The average reader may ask why I have made such a big deal about this? If you listen for a moment, I’ll explain.

The problem with Mr. Perata’s sideshow confiscation law is that it neatly reverses the presumption of guilt or innocence, a presumption which we thought was an integral and necessary part of American law, with deep roots in English common law. For that reason alone, we never should have allowed it.

Under the American Constitutional standard of the presumption of innocence, a person charged with a crime must be brought to trial, before a court independent of the charging party, and found guilty before a sentence can be imposed. It is the foundation of American criminal law.

But that is completely overturned in Mr. Perata’s sideshow confiscation law.

Read the paragraph above, again, which tells how the law is triggered. Punishment—the confiscation of the car, and it’s impoundment for a 30 day period—begins when “a peace officer determines” that a crime has been committed. Thus, easily, fluidly, effortlessly, with barely a whimper in protest from conservatives or civil libertarians or progressives alike, what we thought was sacred to our Constitution is tossed and abandoned.

But it gets worse, my friends.

In Oakland, to meet the various exceptions that allow an owner to retrieve the car before the 30 day impoundment period is up, the owner must appear—not before an independent court headed by a judge—but before a hearing officer who works for the City of Oakland, the same city government which was responsible for seizing the vehicle in the first place.
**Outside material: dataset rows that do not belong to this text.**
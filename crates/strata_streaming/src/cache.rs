//! # Chunk Streaming Cache
//!
//! Owns the lifecycle of every chunk coordinate:
//!
//! ```text
//!            request_load              worker publishes
//!  Absent ───────────────▶ Loading ───────────────────▶ Loaded
//!    ▲                        │                            │
//!    └────── unload / failure ┴────────── unload ──────────┘
//! ```
//!
//! ## Architecture
//!
//! ```text
//! ┌──────────────┐ (coord, epoch) ┌──────────────┐  Arc<LoadedChunk>  ┌──────────────┐
//! │   Callers    │ ─────────────▶ │   Worker     │ ─────────────────▶ │  Slot Map    │
//! │ request_load │   unbounded    │ (1 thread)   │    write lock      │  (RwLock)    │
//! └──────────────┘    FIFO        └──────────────┘                    └──────────────┘
//!        ▲                                                                   │
//!        └──────────────────── get_loaded / state (read lock) ◀──────────────┘
//! ```
//!
//! Every queued job carries the epoch stamped on its `Loading` slot. The
//! worker skips jobs whose slot no longer carries that epoch and drops
//! results for coordinates that were unloaded while generating, so an
//! unload is never undone by a late result.

use std::collections::HashMap;
use std::panic::{self, AssertUnwindSafe};
use std::sync::atomic::{AtomicBool, AtomicU64, Ordering};
use std::sync::Arc;
use std::thread::{self, JoinHandle};
use std::time::{Duration, Instant};

use crossbeam_channel::{bounded, unbounded, Receiver, RecvTimeoutError, Sender};
use parking_lot::{Mutex, RwLock};
use strata_procedural::{ChunkCoord, GenerationError, GenerationResult, MaterialCatalog};

use crate::chunk::LoadedChunk;
use crate::error::{CacheError, CacheResult};
use crate::generator::ChunkGenerator;

/// Name of the background generation thread.
pub const WORKER_THREAD_NAME: &str = "strata-chunk-loader";

/// Lifecycle state of one coordinate.
#[derive(Clone, Copy, Debug, PartialEq, Eq, Hash)]
pub enum ChunkState {
    /// Nothing queued or stored.
    Absent,
    /// Queued or generating.
    Loading,
    /// Generated and stored.
    Loaded,
}

/// What `request_load` did.
#[derive(Clone, Copy, Debug, PartialEq, Eq, Hash)]
pub enum RequestOutcome {
    /// A new job was queued.
    Queued,
    /// A job for this coordinate is already queued or running.
    AlreadyLoading,
    /// The chunk is already stored.
    AlreadyLoaded,
}

/// Cache configuration.
#[derive(Clone, Debug)]
pub struct CacheConfig {
    /// How long `shutdown` waits for the worker before abandoning it.
    pub shutdown_timeout: Duration,
}

impl Default for CacheConfig {
    fn default() -> Self {
        Self {
            shutdown_timeout: Duration::from_secs(2),
        }
    }
}

/// Snapshot of worker statistics.
#[derive(Clone, Debug, Default, PartialEq, Eq)]
pub struct CacheStats {
    /// Chunks generated and published.
    pub generated: u64,
    /// Chunks whose generation failed or panicked.
    pub failed: u64,
    /// Results dropped because the chunk was unloaded meanwhile.
    pub discarded: u64,
    /// Total time spent generating.
    pub generation_time: Duration,
}

#[derive(Debug, Default)]
struct WorkerCounters {
    generated: AtomicU64,
    failed: AtomicU64,
    discarded: AtomicU64,
    generation_ns: AtomicU64,
}

#[derive(Debug)]
enum Slot {
    Loading { epoch: u64 },
    Loaded(Arc<LoadedChunk>),
}

/// Slot map plus per-state counts, kept consistent under one lock.
#[derive(Debug, Default)]
struct SlotMap {
    slots: HashMap<ChunkCoord, Slot>,
    loading: usize,
    loaded: usize,
}

impl SlotMap {
    fn insert_loading(&mut self, coord: ChunkCoord, epoch: u64) {
        if let Some(old) = self.slots.insert(coord, Slot::Loading { epoch }) {
            self.forget(&old);
        }
        self.loading += 1;
    }

    fn publish(&mut self, coord: ChunkCoord, chunk: Arc<LoadedChunk>) {
        if let Some(old) = self.slots.insert(coord, Slot::Loaded(chunk)) {
            self.forget(&old);
        }
        self.loaded += 1;
    }

    fn remove(&mut self, coord: ChunkCoord) -> bool {
        match self.slots.remove(&coord) {
            Some(old) => {
                self.forget(&old);
                true
            }
            None => false,
        }
    }

    fn clear(&mut self) {
        self.slots.clear();
        self.loading = 0;
        self.loaded = 0;
    }

    fn forget(&mut self, slot: &Slot) {
        match slot {
            Slot::Loading { .. } => self.loading -= 1,
            Slot::Loaded(_) => self.loaded -= 1,
        }
    }

    fn is_current(&self, coord: ChunkCoord, epoch: u64) -> bool {
        matches!(self.slots.get(&coord), Some(Slot::Loading { epoch: e }) if *e == epoch)
    }
}

/// State shared between callers and the worker.
#[derive(Debug, Default)]
struct Shared {
    map: RwLock<SlotMap>,
    closed: AtomicBool,
    counters: WorkerCounters,
}

/// One queued generation job.
#[derive(Clone, Copy, Debug)]
struct Job {
    coord: ChunkCoord,
    epoch: u64,
}

/// Thread-safe chunk store with one background generation worker.
///
/// All methods take `&self` and never wait on generation.
///
/// # Example
///
/// ```rust,no_run
/// use strata_procedural::prelude::*;
/// use strata_streaming::{CacheConfig, ChunkCache, ChunkGenerator, RequestOutcome};
///
/// let seed = WorldSeed::new(12345);
/// let generator = ChunkGenerator::new(
///     ProceduralTileSource::new(seed, &TerrainConfig::default())?,
///     ProceduralSpriteSource::new(seed, SpriteConfig::default())?,
///     65,
/// )?;
/// let cache = ChunkCache::new(generator, CacheConfig::default())?;
///
/// let coord = ChunkCoord::new(0, 0);
/// assert_eq!(cache.request_load(coord)?, RequestOutcome::Queued);
/// // ... later, once per frame:
/// if let Some(chunk) = cache.get_loaded(coord) {
///     println!("{} sprites", chunk.sprites().len());
/// }
/// # Ok::<(), Box<dyn std::error::Error>>(())
/// ```
pub struct ChunkCache {
    shared: Arc<Shared>,
    generator: Arc<ChunkGenerator>,
    jobs: Mutex<Option<Sender<Job>>>,
    worker: Mutex<Option<JoinHandle<()>>>,
    worker_done: Receiver<()>,
    next_epoch: AtomicU64,
    config: CacheConfig,
}

impl std::fmt::Debug for ChunkCache {
    fn fmt(&self, f: &mut std::fmt::Formatter<'_>) -> std::fmt::Result {
        f.debug_struct("ChunkCache")
            .field("generator", &self.generator)
            .field("pending", &self.pending_count())
            .field("loaded", &self.loaded_count())
            .field("closed", &self.is_closed())
            .finish_non_exhaustive()
    }
}

impl ChunkCache {
    /// Creates the cache and starts its worker thread.
    ///
    /// # Errors
    ///
    /// Returns [`CacheError::WorkerSpawn`] if the thread cannot be started.
    pub fn new(generator: ChunkGenerator, config: CacheConfig) -> CacheResult<Self> {
        let shared = Arc::new(Shared::default());
        let generator = Arc::new(generator);
        let (job_tx, job_rx) = unbounded();
        let (done_tx, done_rx) = bounded(1);

        let worker_shared = Arc::clone(&shared);
        let worker_generator = Arc::clone(&generator);
        let worker = thread::Builder::new()
            .name(WORKER_THREAD_NAME.to_owned())
            .spawn(move || {
                Self::worker_loop(&worker_shared, &worker_generator, &job_rx);
                // Receiver sees either this or the disconnect if the loop unwound.
                let _ = done_tx.send(());
            })
            .map_err(|e| CacheError::WorkerSpawn(e.to_string()))?;

        tracing::info!(
            chunk_size = generator.chunk_size(),
            source = %generator.tile_source_name(),
            "chunk cache started"
        );

        Ok(Self {
            shared,
            generator,
            jobs: Mutex::new(Some(job_tx)),
            worker: Mutex::new(Some(worker)),
            worker_done: done_rx,
            next_epoch: AtomicU64::new(1),
            config,
        })
    }

    fn worker_loop(shared: &Shared, generator: &ChunkGenerator, jobs: &Receiver<Job>) {
        tracing::debug!("chunk loader running");

        for job in jobs {
            if shared.closed.load(Ordering::Acquire) {
                break;
            }
            if !shared.map.read().is_current(job.coord, job.epoch) {
                tracing::debug!(coord = %job.coord, "skipping job for unloaded chunk");
                continue;
            }

            let start = Instant::now();
            let result = panic::catch_unwind(AssertUnwindSafe(|| generator.generate(job.coord)))
                .unwrap_or_else(|payload| {
                    Err(GenerationError::Panicked(panic_message(payload.as_ref())))
                });
            let elapsed = start.elapsed();

            Self::publish(shared, job, result, elapsed);
        }

        tracing::debug!("chunk loader stopped");
    }

    fn publish(
        shared: &Shared,
        job: Job,
        result: GenerationResult<LoadedChunk>,
        elapsed: Duration,
    ) {
        let counters = &shared.counters;
        counters
            .generation_ns
            .fetch_add(elapsed.as_nanos().min(u128::from(u64::MAX)) as u64, Ordering::Relaxed);

        let mut map = shared.map.write();
        let current = map.is_current(job.coord, job.epoch);

        match result {
            Ok(chunk) if current => {
                map.publish(job.coord, Arc::new(chunk));
                counters.generated.fetch_add(1, Ordering::Relaxed);
            }
            Ok(_) => {
                counters.discarded.fetch_add(1, Ordering::Relaxed);
                tracing::debug!(
                    coord = %job.coord,
                    "dropping result for chunk unloaded while loading"
                );
            }
            Err(error) => {
                if current {
                    map.remove(job.coord);
                }
                counters.failed.fetch_add(1, Ordering::Relaxed);
                tracing::warn!(coord = %job.coord, %error, "chunk generation failed");
            }
        }
    }

    /// Requests a chunk. Never blocks on generation.
    ///
    /// # Errors
    ///
    /// Returns [`CacheError::Closed`] after [`ChunkCache::shutdown`].
    pub fn request_load(&self, coord: ChunkCoord) -> CacheResult<RequestOutcome> {
        if self.is_closed() {
            return Err(CacheError::Closed);
        }

        let mut map = self.shared.map.write();
        // Shutdown may have cleared the map between the check above and the lock.
        if self.is_closed() {
            return Err(CacheError::Closed);
        }
        match map.slots.get(&coord) {
            Some(Slot::Loading { .. }) => return Ok(RequestOutcome::AlreadyLoading),
            Some(Slot::Loaded(_)) => return Ok(RequestOutcome::AlreadyLoaded),
            None => {}
        }

        let epoch = self.next_epoch.fetch_add(1, Ordering::Relaxed);
        let jobs = self.jobs.lock();
        let sent = jobs
            .as_ref()
            .is_some_and(|sender| sender.send(Job { coord, epoch }).is_ok());
        if !sent {
            return Err(CacheError::Closed);
        }
        // The worker needs the read lock to check the epoch, so it cannot
        // see this job before the slot exists.
        map.insert_loading(coord, epoch);

        Ok(RequestOutcome::Queued)
    }

    /// The stored chunk, if generation has finished.
    #[must_use]
    pub fn get_loaded(&self, coord: ChunkCoord) -> Option<Arc<LoadedChunk>> {
        match self.shared.map.read().slots.get(&coord) {
            Some(Slot::Loaded(chunk)) => Some(Arc::clone(chunk)),
            _ => None,
        }
    }

    /// Lifecycle state of a coordinate.
    #[must_use]
    pub fn state(&self, coord: ChunkCoord) -> ChunkState {
        match self.shared.map.read().slots.get(&coord) {
            None => ChunkState::Absent,
            Some(Slot::Loading { .. }) => ChunkState::Loading,
            Some(Slot::Loaded(_)) => ChunkState::Loaded,
        }
    }

    /// Forgets a chunk, loaded or loading. A loading chunk's result will be
    /// dropped when it arrives.
    ///
    /// Returns true if the coordinate was tracked.
    pub fn unload(&self, coord: ChunkCoord) -> bool {
        if self.is_closed() {
            return false;
        }
        self.shared.map.write().remove(coord)
    }

    /// Coordinates queued or generating.
    #[must_use]
    pub fn pending_count(&self) -> usize {
        self.shared.map.read().loading
    }

    /// Coordinates with a stored chunk.
    #[must_use]
    pub fn loaded_count(&self) -> usize {
        self.shared.map.read().loaded
    }

    /// Every coordinate that is loading or loaded.
    #[must_use]
    pub fn tracked_coords(&self) -> Vec<ChunkCoord> {
        self.shared.map.read().slots.keys().copied().collect()
    }

    /// Worker statistics so far.
    #[must_use]
    pub fn stats(&self) -> CacheStats {
        let counters = &self.shared.counters;
        CacheStats {
            generated: counters.generated.load(Ordering::Relaxed),
            failed: counters.failed.load(Ordering::Relaxed),
            discarded: counters.discarded.load(Ordering::Relaxed),
            generation_time: Duration::from_nanos(counters.generation_ns.load(Ordering::Relaxed)),
        }
    }

    /// Samples per chunk side.
    #[must_use]
    pub fn chunk_size(&self) -> usize {
        self.generator.chunk_size()
    }

    /// Material catalog of the generation stack.
    #[must_use]
    pub fn materials(&self) -> &MaterialCatalog {
        self.generator.materials()
    }

    /// Returns true once [`ChunkCache::shutdown`] has run.
    #[must_use]
    pub fn is_closed(&self) -> bool {
        self.shared.closed.load(Ordering::Acquire)
    }

    /// Stops the cache: no new jobs, queued jobs are cancelled, stored chunks
    /// are released. Waits at most `shutdown_timeout` for the worker to
    /// finish its current chunk, then abandons it.
    ///
    /// Idempotent.
    pub fn shutdown(&self) {
        if self.shared.closed.swap(true, Ordering::AcqRel) {
            return;
        }

        self.shared.map.write().clear();
        // Dropping the sender ends the worker's job loop.
        drop(self.jobs.lock().take());

        let Some(handle) = self.worker.lock().take() else {
            return;
        };

        match self.worker_done.recv_timeout(self.config.shutdown_timeout) {
            Ok(()) | Err(RecvTimeoutError::Disconnected) => {
                if handle.join().is_err() {
                    tracing::warn!("chunk loader exited abnormally");
                }
                tracing::info!("chunk cache shut down");
            }
            Err(RecvTimeoutError::Timeout) => {
                tracing::warn!(
                    timeout_ms = self.config.shutdown_timeout.as_millis() as u64,
                    "chunk loader did not stop in time; abandoning it"
                );
            }
        }
    }
}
The sideshow car confiscation law also has a problem with defining the offenses which trigger that confiscation. When it was drafted by Mr. Perata in 2002, SB1489 (now reincarnated as SB67) piggybacked onto existing state law which already allowed 30 day impoundments for “motor vehicle speed contests.” Those things are easily defined and understood—we know them as “racing.”

But as much as some people confuse the two, sideshows have never involved racing. Instead, the activity most associated with the events are what is called “siding” or “doing donuts,” in which drivers perform intricate, controlled car maneuvers in a confined space, with the engine torqued up, usually accompanied by smoke from the rubber burning off the tires, often leaving a dark pattern behind in the pavement. To bring this type of activity under the new law, Mr. Perata added the provisions “reckless driving” and “exhibition of speed” to the original “motor vehicle speed contest” offense which triggered the law’s penalties.

That in itself seems impermissibly and fatally vague to leave to the sole discretion of a police officer’s judgment as to guilt or innocence, but Oakland, under the since-departed administration of Mayor Jerry Brown—did not leave it there.

In a memo to the City Administrator entitled “STATUS REPORT FROM THE CHIEF OF POLICE ON THE ABATEMENT OF CRUISING/SIDESHOW ACTIVITIES IN THE JACK LONDON SQUARE/LOWER BROADWAY AREA” issued in January of 2002, former Oakland Police Chief Richard Word defined sideshow activity as including “cruising, loud music, loitering, and various events designed to demonstrate the prowess of individual vehicles (e.g., spinning “donuts” and “laying rubber”).” And, in fact, it is this broader, more inclusive definition of the triggering event—playing loud music while riding in a car, for example—that at least some Oakland police have been using to enforce Mr. Perata’s sideshow confiscation bill.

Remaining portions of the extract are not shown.